Erik Nordmark wrote:

> David Edmondson wrote:
>
>> If the global zone creates a link with the name "foo0" and then 
>> assigns that link to a non-global zone, the global zone should be 
>> free to create a link with the name "foo0" (without the destruction 
>> of the original link). Without the namespace manipulation, how would 
>> this happen?
>
>
> Why should it be free to do so? I don't understand where the 
> requirement is coming from, and what real-world problem it is solving.
>
> Clearly the analogous operations in the file system name space doesn't 
> do this.
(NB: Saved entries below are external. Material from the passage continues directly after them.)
//! Account creation and updates.
//!
//! Accounts are created either by paying the witness-voted creation fee,
//! or in two steps: `claim_account` buys (or takes from the subsidy pool) a
//! creation ticket and `create_claimed_account` spends it.

use tracing::debug;

use super::{update_owner_authority, validate_auth_size, verify_authority_accounts_exist};
use crate::economics::supply::adjust_balance;
use crate::ensure_eval;
use crate::execution::context::ApplyContext;
use crate::execution::errors::EvalResult;
use crate::protocol::constants::*;
use crate::protocol::operations::{
    AccountCreateOperation, AccountUpdateOperation, ClaimAccountOperation,
    CreateClaimedAccountOperation, OperationBody,
};
use crate::protocol::{AccountName, Authority, AuthorityClass, PublicKey, TimePointSec};
use crate::storage::objects::{Account, AccountAuthority, WitnessScheduleType};
use crate::storage::ChainState;

/// Fields shared by both ways of creating an account.
struct NewAccount<'a> {
    creator: &'a AccountName,
    name: &'a AccountName,
    owner: &'a Authority,
    active: &'a Authority,
    posting: &'a Authority,
    memo_key: PublicKey,
    json_metadata: &'a str,
}

fn verify_new_account_authorities(state: &ChainState, new: &NewAccount<'_>, op: &'static str) -> EvalResult<()> {
    verify_authority_accounts_exist(state, new.owner, op, AuthorityClass::Owner)?;
    verify_authority_accounts_exist(state, new.active, op, AuthorityClass::Active)?;
    verify_authority_accounts_exist(state, new.posting, op, AuthorityClass::Posting)
}

fn insert_account(state: &mut ChainState, new: NewAccount<'_>, op: &'static str, now: TimePointSec) -> EvalResult<()> {
    ensure_eval!(
        !state.accounts.contains(new.name),
        op,
        "account {} already exists",
        new.name
    );
    let mut account = Account::new(new.name.clone(), new.memo_key, now);
    if *new.creator != TEMP_ACCOUNT {
        account.recovery_account = new.creator.clone();
    }
    account.json_metadata = new.json_metadata.to_string();
    state.accounts.insert(account)?;
    state.account_authorities.insert(AccountAuthority {
        account: new.name.clone(),
        owner: new.owner.clone(),
        active: new.active.clone(),
        posting: new.posting.clone(),
        last_owner_update: TimePointSec::MINIMUM,
    })?;
    debug!(account = %new.name, creator = %new.creator, "account created");
    Ok(())
}

pub fn account_create(ctx: &mut ApplyContext<'_>, op: &AccountCreateOperation) -> EvalResult<()> {
    const OP: &str = AccountCreateOperation::NAME;
    let balance = ctx.state.account(&op.creator)?.balance;
    ensure_eval!(
        balance.amount >= op.fee.amount,
        OP,
        "insufficient balance to create account: {balance} < {}",
        op.fee
    );
    let required = ctx.state.schedule.median_props.account_creation_fee;
    ensure_eval!(
        op.fee.amount == required.amount,
        OP,
        "must pay the exact account creation fee of {required}, paid {}",
        op.fee
    );

    let new = NewAccount {
        creator: &op.creator,
        name: &op.new_account_name,
        owner: &op.owner,
        active: &op.active,
        posting: &op.posting,
        memo_key: op.memo_key,
        json_metadata: &op.json_metadata,
    };
    for auth in [new.owner, new.active, new.posting] {
        validate_auth_size(auth, OP)?;
    }
    verify_new_account_authorities(ctx.state, &new, OP)?;

    adjust_balance(ctx.state, &op.creator, -op.fee)?;
    adjust_balance(ctx.state, &AccountName::from(NULL_ACCOUNT), op.fee)?;

    let now = ctx.now();
    insert_account(ctx.state, new, OP, now)
}

pub fn account_update(ctx: &mut ApplyContext<'_>, op: &AccountUpdateOperation) -> EvalResult<()> {
    const OP: &str = AccountUpdateOperation::NAME;
    ensure_eval!(op.account != TEMP_ACCOUNT, OP, "cannot update the temp account");
    ctx.state.account(&op.account)?;

    for auth in [&op.owner, &op.active, &op.posting].into_iter().flatten() {
        validate_auth_size(auth, OP)?;
    }

    let now = ctx.now();
    if let Some(owner) = &op.owner {
        let last = ctx.state.authority(&op.account)?.last_owner_update;
        ensure_eval!(
            now.seconds_since(last) > OWNER_UPDATE_LIMIT as i64,
            OP,
            "owner authority can only be updated once every {OWNER_UPDATE_LIMIT} seconds"
        );
        verify_authority_accounts_exist(ctx.state, owner, OP, AuthorityClass::Owner)?;
        update_owner_authority(ctx.state, &op.account, owner.clone(), now)?;
    }
    if let Some(active) = &op.active {
        verify_authority_accounts_exist(ctx.state, active, OP, AuthorityClass::Active)?;
    }
    if let Some(posting) = &op.posting {
        verify_authority_accounts_exist(ctx.state, posting, OP, AuthorityClass::Posting)?;
    }

    ctx.state.accounts.modify(&op.account, |a| {
        if !op.memo_key.is_null() {
            a.memo_key = op.memo_key;
        }
        a.last_account_update = now;
        if !op.json_metadata.is_empty() {
            a.json_metadata = op.json_metadata.clone();
        }
    })?;

    if op.active.is_some() || op.posting.is_some() {
        ctx.state.account_authorities.modify(&op.account, |auth| {
            if let Some(active) = &op.active {
                auth.active = active.clone();
            }
            if let Some(posting) = &op.posting {
                auth.posting = posting.clone();
            }
        })?;
    }
    Ok(())
}

/// Buys an account creation ticket. A zero fee draws from the subsidy
/// pools instead: the producing witness's own pool when the block is
/// applied, and always the global pool.
pub fn claim_account(ctx: &mut ApplyContext<'_>, op: &ClaimAccountOperation) -> EvalResult<()> {
    const OP: &str = ClaimAccountOperation::NAME;
    ensure_eval!(!ctx.has_hardfork(HARDFORK_2), OP, "claim_account is disabled");

    let balance = ctx.state.account(&op.creator)?.balance;
    ensure_eval!(
        balance.amount >= op.fee.amount,
        OP,
        "insufficient balance to claim account: {balance} < {}",
        op.fee
    );

    if op.fee.amount == 0 {
        if !ctx.is_producing {
            let producer = ctx.state.globals.current_witness.clone();
            let witness = ctx.state.witness(&producer)?;
            ensure_eval!(
                witness.schedule == WitnessScheduleType::Elected,
                OP,
                "subsidized accounts can only be claimed in blocks of elected witnesses"
            );
            ensure_eval!(
                witness.available_witness_account_subsidies >= ACCOUNT_SUBSIDY_PRECISION,
                OP,
                "witness {producer} has no subsidized accounts left"
            );
            ctx.state.witnesses.modify(&producer, |w| {
                w.available_witness_account_subsidies -= ACCOUNT_SUBSIDY_PRECISION
            })?;
        }
        let available = ctx.state.globals.available_account_subsidies;
        ensure_eval!(
            available >= ACCOUNT_SUBSIDY_PRECISION,
            OP,
            "no subsidized accounts available: {available}"
        );
        ctx.state
            .globals
            .modify(|g| g.available_account_subsidies -= ACCOUNT_SUBSIDY_PRECISION);
    } else {
        let required = ctx.state.schedule.median_props.account_creation_fee;
        ensure_eval!(
            op.fee.amount == required.amount,
            OP,
            "must pay the exact account creation fee of {required}, paid {}",
            op.fee
        );
    }

    adjust_balance(ctx.state, &op.creator, -op.fee)?;
    adjust_balance(ctx.state, &AccountName::from(NULL_ACCOUNT), op.fee)?;
    ctx.state
        .accounts
        .modify(&op.creator, |a| a.pending_claimed_accounts += 1)?;
    Ok(())
}

pub fn create_claimed_account(ctx: &mut ApplyContext<'_>, op: &CreateClaimedAccountOperation) -> EvalResult<()> {
    const OP: &str = CreateClaimedAccountOperation::NAME;
    ensure_eval!(!ctx.has_hardfork(HARDFORK_2), OP, "create_claimed_account is disabled");

    let pending = ctx.state.account(&op.creator)?.pending_claimed_accounts;
    ensure_eval!(pending > 0, OP, "{} has no claimed accounts to create", op.creator);

    let new = NewAccount {
        creator: &op.creator,
        name: &op.new_account_name,
        owner: &op.owner,
        active: &op.active,
        posting: &op.posting,
        memo_key: op.memo_key,
        json_metadata: &op.json_metadata,
    };
    for auth in [new.owner, new.active, new.posting] {
        validate_auth_size(auth, OP)?;
    }
    verify_new_account_authorities(ctx.state, &new, OP)?;

    ctx.state
        .accounts
        .modify(&op.creator, |a| a.pending_claimed_accounts -= 1)?;
    let now = ctx.now();
    insert_account(ctx.state, new, OP, now)
}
If superuser creates /export/home/foo and then does a chown 
> foo /export/home/foo, that directory still appears in ls(1).
>
>>> There are two things that are not clear to me (because I haven't 
>>> thought about the tradeoffs)
>>>  - should we allow a ngz to vanity name links assigned to it by the 
>>> gz (it can vanity name the links it creates without any added 
>>> complexity I suspect)
>>
>>
>> I suspect 'no', as that would be confusing for the global zone 
>> administrator.
>
>
> Yes, that is a relevant concern.
> The tradeoff is that if we want all the ngz's (exclusive-IP zones) to 
> all have their network interface named 'net0' then we'd need something 
> that can vanity name them.
> Perhaps you view that the gz should do that (and what would help me 
> understand your first paragraph above). An alternative is that the ngz 
> vanity names the datalink.


Why couldn't the gz admin say "create net0 from bge1" for the ngz?
Do we need to call it "net0" in the gz for it to be "net0" in the ngz?